An Indian kitchen is fully stocked with colourful, aromatic spices. Unfortunately, my own kitchen lacked the spices that I grew up with; it’s finally time to change that! Today, I’m happy to report that beautiful blends of turmeric, jeera, tomatoes, and garam masala worked in harmony to make my all time favourite Indian dish (so common- some may say): classic, butter chicken.
True, there are hundreds of lesser known Indian dishes that need recognition, but butter chicken will always remain my favourite! What’s not to love?? If you’ve tried butter chicken, you know that the main attraction is the rich, creamy, gravy. And usually, butter chicken is just that: rich and creamy. Not exactly a recipe that cleanses your insides. Try this alternative; it’s all the things you love about butter chicken- except, no butter, no cream, I promise.
A successful butter chicken (in my opinion) has a 2-1 ratio of gravy to chicken, and is best served with soft buttery naan. The sauce can be doubled or halved according to your preference!

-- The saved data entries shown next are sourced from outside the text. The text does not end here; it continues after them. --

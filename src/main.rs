use std::path::PathBuf;
use std::process::ExitCode;
use std::time::Duration;

use clap::Parser;
use env_logger::Env;
use log::{error, warn};

use cdiquerygenestoterm::query::{self, QueryConfig};

/// Run gene enrichment against the NDEx integrated-search service.
///
/// Takes a file with a comma-delimited list of genes and prints the best
/// matching term, if any, as JSON on stdout.
#[derive(Parser)]
#[command(version, about)]
struct Args {
    /// File containing a comma-delimited list of genes
    input: PathBuf,

    /// Endpoint of the REST service
    #[arg(long, default_value = "http://public.ndexbio.org")]
    url: String,

    /// Seconds to wait between checks on task completion
    #[arg(long, default_value_t = 1.0)]
    polling_interval: f64,

    /// Timeout for HTTP requests, in seconds
    #[arg(long, default_value_t = 30)]
    timeout: u64,

    /// Number of times to check for a completed task before giving up
    #[arg(long, default_value_t = 180)]
    retry_count: u32,
}

fn main() -> ExitCode {
    // stdout carries only the JSON result; all diagnostics go to stderr via
    // the logger, visible by default without RUST_LOG.
    env_logger::Builder::from_env(Env::default().default_filter_or("info")).init();

    let args = Args::parse();
    let config = QueryConfig {
        base_url: args.url,
        polling_interval: Duration::from_secs_f64(args.polling_interval),
        timeout: Duration::from_secs(args.timeout),
        retry_count: args.retry_count,
    };

    let run = query::read_gene_file(&args.input)
        .and_then(|genes| query::run_query(&genes, &config));
    match run {
        Ok(Some(term)) => match serde_json::to_string(&term) {
            Ok(json) => {
                println!("{json}");
                ExitCode::SUCCESS
            }
            Err(err) => {
                error!("Caught exception: {err}");
                ExitCode::from(2)
            }
        },
        Ok(None) => {
            warn!("No terms found");
            ExitCode::SUCCESS
        }
        Err(err) => {
            error!("Caught exception: {err:#}");
            ExitCode::from(2)
        }
    }
}
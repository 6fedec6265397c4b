// Library root
// -----------
// The binary (`main.rs`) wires these modules together.
//
// Module responsibilities:
// - `client`: blocking HTTP calls to the integrated-search service.
// - `poll`: bounded fixed-interval polling until a task resolves.
// - `extract`: defensive mapping of the result document to a flat term.
// - `query`: the end-to-end submit / poll / fetch / extract workflow.
pub mod client;
pub mod extract;
pub mod poll;
pub mod query;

To all my vegetarians out there: you don’t have to miss out on this incredible sauce! Substitute the chicken in this recipe for a can of drained chickpeas, and voila, Butter Masala Chickpeas! This is every bit as delicious!

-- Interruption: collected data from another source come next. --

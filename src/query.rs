use std::fs;
use std::path::Path;
use std::time::Duration;

use anyhow::{Context, Result};
use log::{info, warn};

use crate::client::IQueryClient;
use crate::extract::{self, MappedTerm};
use crate::poll::{self, PollOutcome};

/// Settings for one workflow run, mirroring the command-line surface.
pub struct QueryConfig {
    pub base_url: String,
    pub polling_interval: Duration,
    pub timeout: Duration,
    pub retry_count: u32,
}

/// Read the raw gene-list file. A missing or unreadable file is a usage
/// mistake and propagates as an error, unlike every downstream "no result"
/// outcome.
pub fn read_gene_file(path: &Path) -> Result<String> {
    fs::read_to_string(path)
        .with_context(|| format!("Can't read gene list at {}", path.display()))
}

/// Split the raw input text into a gene list: drop a trailing newline and
/// leading/trailing commas, then split on commas. Returns `None` when the
/// input holds no usable gene identifiers.
pub fn parse_gene_list(raw: &str) -> Option<Vec<String>> {
    let trimmed = raw.trim_end_matches('\n').trim_matches(',');
    let genes: Vec<String> = trimmed.split(',').map(str::to_string).collect();
    if genes.len() == 1 && genes[0].trim().is_empty() {
        return None;
    }
    Some(genes)
}

/// Run the full submit / poll / fetch / extract workflow.
///
/// `Ok(None)` is the "no result" outcome: empty input, rejected submission,
/// a task that failed or timed out, or a result document with nothing in it.
/// Errors are reserved for conditions that should stop the process.
pub fn run_query(raw_genes: &str, config: &QueryConfig) -> Result<Option<MappedTerm>> {
    let Some(genes) = parse_gene_list(raw_genes) else {
        warn!("no genes found in input");
        return Ok(None);
    };

    let client = IQueryClient::new(&config.base_url, config.timeout)?;
    let Some(task_id) = client.submit_query(&genes)? else {
        return Ok(None);
    };
    info!("query accepted, task id {task_id}");

    let outcome = poll::wait_for_completion(
        &client,
        &task_id,
        config.polling_interval,
        config.retry_count,
    );
    if outcome != PollOutcome::Completed {
        warn!("task {task_id} did not complete: {outcome}");
        return Ok(None);
    }

    let doc = client.completed_result(&task_id)?;
    match extract::mapped_term(doc.as_ref()) {
        Ok(term) => Ok(Some(term)),
        Err(err) if err.is_no_result() => {
            warn!("{err}");
            Ok(None)
        }
        Err(err) => Err(err).context("Mapping completed result"),
    }
}

#[cfg(test)]
mod tests {
    use super::*;

    #[test]
    fn splits_on_commas() {
        assert_eq!(
            parse_gene_list("hi,there\n"),
            Some(vec!["hi".to_string(), "there".to_string()])
        );
    }

    #[test]
    fn trims_surrounding_commas_and_newline() {
        assert_eq!(
            parse_gene_list(",MTOR,TP53,\n"),
            Some(vec!["MTOR".to_string(), "TP53".to_string()])
        );
    }

    #[test]
    fn single_gene_without_newline() {
        assert_eq!(parse_gene_list("MTOR"), Some(vec!["MTOR".to_string()]));
    }

    #[test]
    fn empty_input_is_no_genes() {
        assert_eq!(parse_gene_list(""), None);
        assert_eq!(parse_gene_list("\n"), None);
        assert_eq!(parse_gene_list(",\n"), None);
        assert_eq!(parse_gene_list("  \n"), None);
    }

    #[test]
    fn interior_entries_are_kept_verbatim() {
        // no per-gene trimming or deduplication
        assert_eq!(
            parse_gene_list("a, b,a\n"),
            Some(vec!["a".to_string(), " b".to_string(), "a".to_string()])
        );
    }
}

By the way- it’s 380 calories per serving! Can you even believe it?! Recipe Tip: This recipe is so fast, that it’s easier to have all the ingredients measured out before you start making it.

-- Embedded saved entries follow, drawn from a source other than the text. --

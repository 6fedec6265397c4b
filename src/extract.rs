use std::fmt;

use serde::Serialize;
use serde_json::Value;

/// Flattened enrichment term pulled out of the first result of the first
/// source. This is the only thing the tool ever prints on stdout.
#[derive(Debug, PartialEq, Serialize)]
pub struct MappedTerm {
    pub name: String,
    pub source: String,
    /// PValue as the service sent it; the upstream type is kept untouched.
    pub p_value: Value,
    pub description: String,
    pub intersections: Vec<String>,
}

#[derive(Debug, PartialEq)]
pub enum ExtractError {
    NullDocument,
    MissingSources,
    NullSources,
    EmptySources,
    MissingResults,
    NullResults,
    EmptyResults,
    Malformed(String),
}

impl ExtractError {
    /// True for the classified "no usable result" shapes. `Malformed` is the
    /// exception: the service promised a result but the record is broken, so
    /// the caller should abort instead of reporting an empty outcome.
    pub fn is_no_result(&self) -> bool {
        !matches!(self, ExtractError::Malformed(_))
    }
}

impl fmt::Display for ExtractError {
    fn fmt(&self, f: &mut fmt::Formatter) -> fmt::Result {
        match self {
            ExtractError::NullDocument => write!(f, "results are null"),
            ExtractError::MissingSources => write!(f, "no sources found in results"),
            ExtractError::NullSources => write!(f, "source is null"),
            ExtractError::EmptySources => write!(f, "source is empty"),
            ExtractError::MissingResults => write!(f, "results not in source"),
            ExtractError::NullResults => write!(f, "first result is null"),
            ExtractError::EmptyResults => write!(f, "no result found"),
            ExtractError::Malformed(what) => write!(f, "malformed result: {what}"),
        }
    }
}

impl std::error::Error for ExtractError {}

/// Map the raw result document to a [MappedTerm].
///
/// The document comes from the network and is only partially trusted: every
/// level may be absent, null or empty, so it is validated top-down and the
/// first defect wins. Only `sources[0]` and its `results[0]` are consulted;
/// the query asks for a single result and anything beyond the first entry is
/// ignored on purpose.
pub fn mapped_term(doc: Option<&Value>) -> Result<MappedTerm, ExtractError> {
    let doc = doc.ok_or(ExtractError::NullDocument)?;
    let sources = doc.get("sources").ok_or(ExtractError::MissingSources)?;
    if sources.is_null() {
        return Err(ExtractError::NullSources);
    }
    let sources = sources
        .as_array()
        .ok_or_else(|| ExtractError::Malformed("sources is not an array".into()))?;
    let first_source = sources.first().ok_or(ExtractError::EmptySources)?;
    let results = first_source
        .get("results")
        .ok_or(ExtractError::MissingResults)?;
    if results.is_null() {
        return Err(ExtractError::NullResults);
    }
    let results = results
        .as_array()
        .ok_or_else(|| ExtractError::Malformed("results is not an array".into()))?;
    let first = results.first().ok_or(ExtractError::EmptyResults)?;

    let description = first
        .get("description")
        .and_then(Value::as_str)
        .ok_or_else(|| ExtractError::Malformed("first result has no description".into()))?;
    // The enrichment source is encoded as a prefix before the first colon,
    // e.g. "GO: response to stimulus". No colon means the source is unknown.
    let (source, name) = match description.find(':') {
        Some(at) => (
            description[..at].to_string(),
            description[at + 1..].trim_start().to_string(),
        ),
        None => ("NA".to_string(), description.trim_start().to_string()),
    };
    let p_value = first
        .get("details")
        .and_then(|details| details.get("PValue"))
        .cloned()
        .ok_or_else(|| ExtractError::Malformed("first result has no details.PValue".into()))?;
    let url = first
        .get("url")
        .and_then(Value::as_str)
        .ok_or_else(|| ExtractError::Malformed("first result has no url".into()))?;
    let intersections = first
        .get("hitGenes")
        .and_then(Value::as_array)
        .ok_or_else(|| ExtractError::Malformed("first result has no hitGenes".into()))?
        .iter()
        .map(|gene| {
            gene.as_str()
                .map(str::to_string)
                .ok_or_else(|| ExtractError::Malformed("hitGenes entry is not a string".into()))
        })
        .collect::<Result<Vec<_>, _>>()?;

    Ok(MappedTerm {
        name,
        source,
        p_value,
        description: url.to_string(),
        intersections,
    })
}
#![cfg_attr(
    not(test),
    deny(
        clippy::unwrap_used,
        clippy::expect_used,
        clippy::dbg_macro,
        clippy::print_stdout,
        clippy::print_stderr,
        clippy::panic,
    )
)]

pub mod classify;
pub mod error;
pub mod messages;
pub mod outcome;
pub mod rejection;

#[cfg(feature = "wasm")]
pub mod wasm;

pub use classify::{classify, classify_json};
pub use error::Error;
pub use messages::friendly_error_message;
pub use outcome::{BroadcastResult, Rejection};
pub use rejection::{
    BadNonceData, ContractAlreadyExistsData, FeeTooLowData, MessageData, NonceConflictData,
    NotEnoughFundsData, OpaqueReasonData, ReasonCode, RejectionKind,
};
#[derive(thiserror::Error, Debug)]
pub enum Error {
    /// The response carried a `reason` outside the canonical taxonomy, or a
    /// txid-bearing shape with no usable reason at all. `reason` holds the
    /// raw string when one was present.
    #[error("unrecognized rejection reason: {}", .reason.as_deref().unwrap_or("<none>"))]
    UnrecognizedRejection { reason: Option<String> },

    #[error("malformed broadcast response: {reason}")]
    MalformedResponse { reason: String },

    #[error("json error: {0}")]
    Json(#[from] serde_json::Error),
}
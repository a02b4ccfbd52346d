pub mod config;
pub mod error;
pub mod db;
pub mod graph;
pub mod crawl;

pub use config::Config;
pub use error::{Result, SwgraphError};
pub use crawl::{CrawlDriver, DrainReport, HttpSource, RetryPolicy};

Stay tuned for a special recipe on Homemade Garlic Naan! What do you eat butter chicken with, naan or rice?
Butter-free Butter Chicken
Creamy and spicy butter chicken without cream or butter!
- Prep Time: 5
- Cook Time: 15
- Total Time: 20
- 3 chicken breasts, cubed
- 2 tablespoons olive oil
- ½ large red onion, chopped
- 2 tablespoon chopped garlic
- 1 tablespoon ginger paste
- 3 tablespoons tomato paste
- 1 tablespoon brown sugar
- 1 tablespoon cumin
- 1 tablespoon garam masala
- 1 teaspoon red chili powder
- 1 teaspoon turmeric powder
- 1 teaspoon salt
- ¼ cup 1% plain yogurt
- ½ cup water
- cilantro, to garnish
- Heat a large wok on medium-high heat and add oil. Add the onion and cook until translucent. Add in garlic and ginger and cook for a few minutes until garlic is aromatic.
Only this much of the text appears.